_GIVEN INFORMATION_.
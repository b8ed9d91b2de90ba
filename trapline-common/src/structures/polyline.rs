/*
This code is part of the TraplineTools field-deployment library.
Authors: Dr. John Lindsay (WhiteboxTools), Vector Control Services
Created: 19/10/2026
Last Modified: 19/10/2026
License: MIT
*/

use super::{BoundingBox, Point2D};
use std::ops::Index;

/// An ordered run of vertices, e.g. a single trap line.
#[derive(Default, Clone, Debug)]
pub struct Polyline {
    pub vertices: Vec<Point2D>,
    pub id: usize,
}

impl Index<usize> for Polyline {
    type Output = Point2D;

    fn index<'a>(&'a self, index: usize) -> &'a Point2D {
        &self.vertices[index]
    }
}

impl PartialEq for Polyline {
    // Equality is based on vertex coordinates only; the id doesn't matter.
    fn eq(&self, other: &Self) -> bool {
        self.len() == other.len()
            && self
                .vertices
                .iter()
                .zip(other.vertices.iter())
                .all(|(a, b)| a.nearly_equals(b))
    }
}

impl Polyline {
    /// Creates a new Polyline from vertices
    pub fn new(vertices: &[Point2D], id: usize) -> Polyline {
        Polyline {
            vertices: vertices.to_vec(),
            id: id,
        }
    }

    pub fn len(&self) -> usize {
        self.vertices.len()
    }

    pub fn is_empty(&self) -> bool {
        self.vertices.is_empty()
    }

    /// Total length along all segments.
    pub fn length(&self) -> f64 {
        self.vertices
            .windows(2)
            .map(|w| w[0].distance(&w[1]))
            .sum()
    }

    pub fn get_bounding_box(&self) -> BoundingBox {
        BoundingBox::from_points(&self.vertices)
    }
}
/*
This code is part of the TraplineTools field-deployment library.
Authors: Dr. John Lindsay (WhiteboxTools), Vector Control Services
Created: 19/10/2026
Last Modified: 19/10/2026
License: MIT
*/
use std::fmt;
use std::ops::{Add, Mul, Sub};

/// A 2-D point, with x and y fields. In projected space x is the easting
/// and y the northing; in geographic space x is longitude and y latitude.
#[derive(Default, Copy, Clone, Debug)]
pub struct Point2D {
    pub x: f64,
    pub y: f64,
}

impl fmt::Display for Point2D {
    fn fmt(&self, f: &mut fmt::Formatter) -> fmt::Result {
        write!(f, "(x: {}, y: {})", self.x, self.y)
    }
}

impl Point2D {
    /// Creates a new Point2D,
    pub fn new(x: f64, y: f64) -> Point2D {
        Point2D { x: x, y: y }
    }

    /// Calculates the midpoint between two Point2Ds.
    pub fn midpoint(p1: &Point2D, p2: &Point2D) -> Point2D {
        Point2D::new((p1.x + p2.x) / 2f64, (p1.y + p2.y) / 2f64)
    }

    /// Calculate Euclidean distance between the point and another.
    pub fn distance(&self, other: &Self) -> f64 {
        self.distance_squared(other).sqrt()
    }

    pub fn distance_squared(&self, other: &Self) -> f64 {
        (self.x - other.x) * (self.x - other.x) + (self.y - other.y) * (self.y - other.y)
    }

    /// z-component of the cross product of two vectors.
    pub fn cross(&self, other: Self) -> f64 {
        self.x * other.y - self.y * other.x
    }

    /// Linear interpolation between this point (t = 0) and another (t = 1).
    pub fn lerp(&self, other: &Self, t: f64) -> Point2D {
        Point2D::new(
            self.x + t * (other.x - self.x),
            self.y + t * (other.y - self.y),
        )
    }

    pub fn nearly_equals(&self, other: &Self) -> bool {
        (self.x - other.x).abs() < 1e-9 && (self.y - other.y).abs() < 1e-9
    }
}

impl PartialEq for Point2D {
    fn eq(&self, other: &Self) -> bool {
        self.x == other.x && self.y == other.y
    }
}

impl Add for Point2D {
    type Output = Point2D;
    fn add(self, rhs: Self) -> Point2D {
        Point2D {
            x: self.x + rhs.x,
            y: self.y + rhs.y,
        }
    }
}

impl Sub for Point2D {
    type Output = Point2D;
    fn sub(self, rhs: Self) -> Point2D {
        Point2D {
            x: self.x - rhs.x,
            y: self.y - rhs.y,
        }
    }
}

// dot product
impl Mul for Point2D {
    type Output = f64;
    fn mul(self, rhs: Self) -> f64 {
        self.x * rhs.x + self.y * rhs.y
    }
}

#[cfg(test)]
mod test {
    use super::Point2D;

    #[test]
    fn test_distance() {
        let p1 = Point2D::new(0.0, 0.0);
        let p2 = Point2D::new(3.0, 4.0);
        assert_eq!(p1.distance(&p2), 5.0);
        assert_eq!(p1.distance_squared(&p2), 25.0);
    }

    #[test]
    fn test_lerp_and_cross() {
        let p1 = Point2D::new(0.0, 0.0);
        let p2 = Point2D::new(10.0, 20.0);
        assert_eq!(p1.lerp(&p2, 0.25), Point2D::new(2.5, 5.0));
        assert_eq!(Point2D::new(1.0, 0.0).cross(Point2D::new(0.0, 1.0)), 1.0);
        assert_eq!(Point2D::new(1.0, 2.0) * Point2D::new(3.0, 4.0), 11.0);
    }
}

_PROBLEM STATEMENT_. Tally the lines of the entries above that hold the word "Clone"; the number is the whole answer.

_SOLVED EXERCISE_. 2